Which lines of the data contain the string "taken"? Show each of them.

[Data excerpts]
=-=-=-=-=
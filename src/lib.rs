//! cpnflow: host delgado alrededor del motor de binding.
//!
//! - `config`: settings globales desde el entorno / `.env`.
//! - `runner`: carga una `TaskConfig`, liga el componente catalogado, lo
//!   ejecuta y devuelve el registro de linaje.
//!
//! El core (`cpn-core`) no depende de nada de aquí.

pub mod config;
pub mod runner;

pub use config::{Settings, SETTINGS};
pub use runner::{RunnerError, TaskRunner};
//! Mapping plano nombre -> valor ligado que recibe el cuerpo del task.

use indexmap::IndexMap;
use serde::de::DeserializeOwned;
use serde_json::Value;

use crate::accessor::{ArtifactReader, ArtifactWriter, WriterGenerator};
use crate::errors::BindError;

#[derive(Debug)]
pub enum BoundValue {
    Parameter(Value),
    Reader(ArtifactReader),
    Readers(Vec<ArtifactReader>),
    Writer(ArtifactWriter),
    Writers(WriterGenerator),
    /// Artifact opcional sin apply spec.
    Absent,
}

impl BoundValue {
    pub fn kind(&self) -> &'static str {
        match self {
            BoundValue::Parameter(_) => "parameter",
            BoundValue::Reader(_) => "reader",
            BoundValue::Readers(_) => "readers",
            BoundValue::Writer(_) => "writer",
            BoundValue::Writers(_) => "writers",
            BoundValue::Absent => "absent",
        }
    }
}

/// Argumentos ligados de una ejecución. Los parámetros se consultan por
/// referencia; readers y writers se extraen (`take_*`) una sola vez.
#[derive(Debug, Default)]
pub struct TaskArguments {
    values: IndexMap<String, Option<BoundValue>>,
}

impl TaskArguments {
    pub(crate) fn insert(&mut self, name: &str, value: BoundValue) {
        self.values.insert(name.to_string(), Some(value));
    }

    pub fn names(&self) -> impl Iterator<Item = &str> {
        self.values.keys().map(String::as_str)
    }

    pub fn contains(&self, name: &str) -> bool {
        self.values.contains_key(name)
    }

    pub fn len(&self) -> usize {
        self.values.len()
    }

    pub fn is_empty(&self) -> bool {
        self.values.is_empty()
    }

    /// Clase del valor ligado (`reader`, `writers`, ...); `taken` si ya se extrajo.
    pub fn kind_of(&self, name: &str) -> Option<&'static str> {
        self.values.get(name).map(|v| v.as_ref().map(BoundValue::kind).unwrap_or("taken"))
    }

    pub fn param(&self, name: &str) -> Result<&Value, BindError> {
        match self.values.get(name) {
            Some(Some(BoundValue::Parameter(v))) => Ok(v),
            Some(other) => Err(mismatch(name, "parameter", other.as_ref())),
            None => Err(unresolved(name)),
        }
    }

    /// Deserializa el parámetro a `T`.
    pub fn param_as<T: DeserializeOwned>(&self, name: &str) -> Result<T, BindError> {
        let value = self.param(name)?;
        T::deserialize(value).map_err(|e| BindError::ParameterError { name: name.to_string(),
                                                                      cause: e.to_string() })
    }

    fn take(&mut self, name: &str, expected: &str, accepts: fn(&BoundValue) -> bool) -> Result<BoundValue, BindError> {
        let slot = self.values.get_mut(name).ok_or_else(|| unresolved(name))?;
        if !slot.as_ref().is_some_and(accepts) {
            return Err(mismatch(name, expected, slot.as_ref()));
        }
        slot.take().ok_or_else(|| unresolved(name))
    }

    pub fn take_reader(&mut self, name: &str) -> Result<ArtifactReader, BindError> {
        match self.take(name, "reader", |v| matches!(v, BoundValue::Reader(_)))? {
            BoundValue::Reader(r) => Ok(r),
            other => Err(mismatch(name, "reader", Some(&other))),
        }
    }

    pub fn take_optional_reader(&mut self, name: &str) -> Result<Option<ArtifactReader>, BindError> {
        match self.take(name, "reader", |v| matches!(v, BoundValue::Reader(_) | BoundValue::Absent))? {
            BoundValue::Reader(r) => Ok(Some(r)),
            BoundValue::Absent => Ok(None),
            other => Err(mismatch(name, "reader", Some(&other))),
        }
    }

    /// Readers de una entrada `multi`, en orden. Una entrada opcional ausente
    /// da una lista vacía.
    pub fn take_readers(&mut self, name: &str) -> Result<Vec<ArtifactReader>, BindError> {
        match self.take(name, "readers", |v| matches!(v, BoundValue::Readers(_) | BoundValue::Absent))? {
            BoundValue::Readers(rs) => Ok(rs),
            BoundValue::Absent => Ok(Vec::new()),
            other => Err(mismatch(name, "readers", Some(&other))),
        }
    }

    pub fn take_writer(&mut self, name: &str) -> Result<ArtifactWriter, BindError> {
        match self.take(name, "writer", |v| matches!(v, BoundValue::Writer(_)))? {
            BoundValue::Writer(w) => Ok(w),
            other => Err(mismatch(name, "writer", Some(&other))),
        }
    }

    pub fn take_optional_writer(&mut self, name: &str) -> Result<Option<ArtifactWriter>, BindError> {
        match self.take(name, "writer", |v| matches!(v, BoundValue::Writer(_) | BoundValue::Absent))? {
            BoundValue::Writer(w) => Ok(Some(w)),
            BoundValue::Absent => Ok(None),
            other => Err(mismatch(name, "writer", Some(&other))),
        }
    }

    pub fn take_writers(&mut self, name: &str) -> Result<WriterGenerator, BindError> {
        match self.take(name, "writers", |v| matches!(v, BoundValue::Writers(_)))? {
            BoundValue::Writers(g) => Ok(g),
            other => Err(mismatch(name, "writers", Some(&other))),
        }
    }

    pub fn take_optional_writers(&mut self, name: &str) -> Result<Option<WriterGenerator>, BindError> {
        match self.take(name, "writers", |v| matches!(v, BoundValue::Writers(_) | BoundValue::Absent))? {
            BoundValue::Writers(g) => Ok(Some(g)),
            BoundValue::Absent => Ok(None),
            other => Err(mismatch(name, "writers", Some(&other))),
        }
    }
}

fn unresolved(name: &str) -> BindError {
    BindError::UnresolvedArgument { name: name.to_string() }
}

fn mismatch(name: &str, expected: &str, found: Option<&BoundValue>) -> BindError {
    BindError::ArgumentKindMismatch { name: name.to_string(),
                                      expected: expected.to_string(),
                                      found: found.map(BoundValue::kind).unwrap_or("taken").to_string() }
}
=-=-=-=-=
# [Result of this exercise]
    /// Clase del valor ligado (`reader`, `writers`, ...); `taken` si ya se extrajo.
        self.values.get(name).map(|v| v.as_ref().map(BoundValue::kind).unwrap_or("taken"))
                                      found: found.map(BoundValue::kind).unwrap_or("taken").to_string() }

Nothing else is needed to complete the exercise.